A l’occasion de notre action contre l’urbanisation d’un terrain situé à Ville-d’Avray (Hauts-de-Seine) en bordure de la forêt domaniale de Fausses Reposes et mitoyen d’un pavillon de chasse construit par l’architecte Gabriel pour Louis XV, nous publions ce texte rédigé par les riverains du projet choqués par la rhétorique municipale le justifiant.
En matière d’emballage, certains s’y entendent. L’heure est au vert ? Mettons du vert ! A commencer par le logo de la ville, agrémenté d’une petite feuille pour enfoncer le clou !
La seule feuille qui restera bientôt dans la commune, au train où vont les choses…
De fait, depuis l’adoption du nouveau Plan Local d’Urbanisme (PLU), plus permissif pour certaines zones de la ville que l’ancien Plan d’Occupation des Sols (POS), la croissance des projets est inversement proportionnelle à celles des arbres : certaines parcelles, qui étaient considérées comme « hors zone agglomérée » (non traitées par le POS), voire directement dans le périmètre de protection de la forêt de Fausses Reposes, n’y sont plus (par quel obscur tour de passe-passe ?) et deviennent constructibles.
Autrement dit le PLU, au lieu d’être plus protecteur de l’environnement (est-il besoin de rappeler le contexte de la COP 21 ?), a été conçu comme un outil au service d’ambitions immobilières débridées, à rebours des attentes citoyennes. Afin de ne pas évoquer trop directement les constructions à venir, la communication municipale préfère cependant parler de « revitalisation » des quartiers.

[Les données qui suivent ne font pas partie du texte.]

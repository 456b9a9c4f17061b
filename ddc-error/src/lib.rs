//! Unified error handling for ddcprobe
//!
//! This crate provides the error vocabulary shared by every ddcprobe component:
//! raw kernel errno values, EDID acquisition failures, and the top-level error type.
//! It uses thiserror for ergonomic error definitions with proper Display and Error trait impls.

use std::fmt;
use std::io;
use std::path::PathBuf;

/// Result type alias using DdcError
pub type Result<T> = std::result::Result<T, DdcError>;

// ============================================================================
// Errno
// ============================================================================

/// A Linux errno value as returned by open/ioctl/read/write.
///
/// Always stored as the positive errno number.
#[derive(Clone, Copy, PartialEq, Eq, Hash)]
pub struct Errno(i32);

impl Errno {
    pub const ENOENT: Errno = Errno(libc::ENOENT);
    pub const EIO: Errno = Errno(libc::EIO);
    pub const ENXIO: Errno = Errno(libc::ENXIO);
    pub const EACCES: Errno = Errno(libc::EACCES);
    pub const EBUSY: Errno = Errno(libc::EBUSY);
    pub const EINVAL: Errno = Errno(libc::EINVAL);
    pub const EOPNOTSUPP: Errno = Errno(libc::EOPNOTSUPP);
    pub const ETIMEDOUT: Errno = Errno(libc::ETIMEDOUT);

    /// Wrap a raw errno. Negative values are accepted and normalized.
    pub const fn new(errno: i32) -> Self {
        Errno(if errno < 0 { -errno } else { errno })
    }

    /// errno of the calling thread
    pub fn last() -> Self {
        Self::from_io(&io::Error::last_os_error())
    }

    /// Map an io::Error onto an errno. Errors without an OS code become EIO.
    pub fn from_io(err: &io::Error) -> Self {
        match err.raw_os_error() {
            Some(code) => Errno::new(code),
            None => Errno::EIO,
        }
    }

    /// Positive errno number
    pub fn code(self) -> i32 {
        self.0
    }

    /// Status-code form used in logs (-errno)
    pub fn status(self) -> i32 {
        -self.0
    }

    /// Symbolic name for the errno values the engine classifies
    pub fn name(self) -> &'static str {
        match self.0 {
            libc::ENOENT => "ENOENT",
            libc::EIO => "EIO",
            libc::ENXIO => "ENXIO",
            libc::EACCES => "EACCES",
            libc::EBUSY => "EBUSY",
            libc::EINVAL => "EINVAL",
            libc::EOPNOTSUPP => "EOPNOTSUPP",
            libc::ETIMEDOUT => "ETIMEDOUT",
            libc::EPERM => "EPERM",
            libc::ENODEV => "ENODEV",
            libc::EAGAIN => "EAGAIN",
            libc::EREMOTEIO => "EREMOTEIO",
            _ => "errno",
        }
    }
}

impl fmt::Debug for Errno {
    fn fmt(&self, f: &mut fmt::Formatter<'_>) -> fmt::Result {
        write!(f, "{}({})", self.name(), self.0)
    }
}

impl fmt::Display for Errno {
    fn fmt(&self, f: &mut fmt::Formatter<'_>) -> fmt::Result {
        write!(
            f,
            "{}({}): {}",
            self.name(),
            self.0,
            io::Error::from_raw_os_error(self.0)
        )
    }
}

impl From<io::Error> for Errno {
    fn from(err: io::Error) -> Self {
        Errno::from_io(&err)
    }
}

impl From<Errno> for io::Error {
    fn from(errno: Errno) -> Self {
        io::Error::from_raw_os_error(errno.code())
    }
}

// ============================================================================
// EDID acquisition errors
// ============================================================================

/// Why an EDID could not be obtained from a bus.
#[derive(thiserror::Error, Debug, Clone, Copy, PartialEq, Eq)]
pub enum EdidError {
    /// Nothing usable answered: the transfer itself failed
    #[error("EDID read failed after {attempts} attempt(s): {errno}")]
    Io { errno: Errno, attempts: u32 },

    /// Bytes were read but never passed validation
    #[error("invalid EDID after {attempts} attempt(s)")]
    InvalidEdid { attempts: u32 },

    /// Address 0x50 did not respond, so no read was attempted
    #[error("no device at EDID address 0x50")]
    NotPresent,
}

impl EdidError {
    /// Number of underlying read attempts that were made
    pub fn attempts(&self) -> u32 {
        match self {
            EdidError::Io { attempts, .. } | EdidError::InvalidEdid { attempts } => *attempts,
            EdidError::NotPresent => 0,
        }
    }

    /// The errno behind the failure, if it was an I/O failure
    pub fn errno(&self) -> Option<Errno> {
        match self {
            EdidError::Io { errno, .. } => Some(*errno),
            _ => None,
        }
    }
}

// ============================================================================
// Top-level error
// ============================================================================

/// Unified error type for all ddcprobe operations
#[derive(thiserror::Error, Debug)]
pub enum DdcError {
    // ============================================================================
    // I/O and File System Errors
    // ============================================================================
    #[error("I/O error: {0}")]
    Io(#[from] io::Error),

    #[error("{op} failed: {errno}")]
    Os { op: &'static str, errno: Errno },

    #[error("Failed to read file {path}: {source}")]
    FileRead {
        path: PathBuf,
        source: io::Error,
    },

    #[error("Failed to write file {path}: {source}")]
    FileWrite {
        path: PathBuf,
        source: io::Error,
    },

    // ============================================================================
    // Bus and EDID Errors
    // ============================================================================
    #[error("EDID error: {0}")]
    Edid(#[from] EdidError),

    #[error("I2C bus not found: /dev/i2c-{0}")]
    BusNotFound(u32),

    #[error("Bus enumeration failed: {0}")]
    Enumeration(String),

    // ============================================================================
    // Configuration Errors
    // ============================================================================
    #[error("Configuration error: {0}")]
    Config(String),

    #[error("Failed to parse JSON: {0}")]
    JsonParse(#[from] serde_json::Error),

    // ============================================================================
    // Programming Errors
    // ============================================================================
    #[error("API misuse: {0}")]
    Misuse(String),
}

impl DdcError {
    /// Create an OS error for a named operation
    pub fn os(op: &'static str, errno: Errno) -> Self {
        Self::Os { op, errno }
    }

    /// Create a config error from a string
    pub fn config(msg: impl Into<String>) -> Self {
        Self::Config(msg.into())
    }

    /// Create an enumeration error from a string
    pub fn enumeration(msg: impl Into<String>) -> Self {
        Self::Enumeration(msg.into())
    }

    /// Report a caller ordering bug.
    ///
    /// Panics in debug builds; in release builds the error is logged and
    /// returned so the caller can propagate it.
    #[track_caller]
    pub fn misuse(msg: impl Into<String>) -> Self {
        let msg = msg.into();
        if cfg!(debug_assertions) {
            panic!("API misuse: {msg}");
        }
        tracing::error!(location = %std::panic::Location::caller(), "API misuse: {}", msg);
        Self::Misuse(msg)
    }

    /// The errno carried by this error, if any
    pub fn errno(&self) -> Option<Errno> {
        match self {
            DdcError::Os { errno, .. } => Some(*errno),
            DdcError::Edid(e) => e.errno(),
            DdcError::Io(e) | DdcError::FileRead { source: e, .. } | DdcError::FileWrite { source: e, .. } => {
                e.raw_os_error().map(Errno::new)
            }
            _ => None,
        }
    }
}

Voici l’exemple de « revitalisation » qui nous retiendra :
Comment ce projet a-t-il été rendu possible ? Tout est affaire d’« emballage », comme nous allons le montrer.
Pour faire passer l’idée d’un nouveau PLU - à certains égards moins regardant que l’ancien POS - rien de tel que les vieilles méthodes éprouvées des écoles de ventes et de marketing :
1° Trouver de beaux slogans pour la vitrine ;
2° Minimiser les « menus » inconvénients ;
3° Faire croire au client que c’est de lui que vient le choix.
Disons-le d’emblée : les formes ont été respectées, du moins cela en a toute l’apparence. A y regarder de plus près, cependant, on décèle quelque chose de retors, à tout le moins concernant la partie Ouest de la rue de Versailles.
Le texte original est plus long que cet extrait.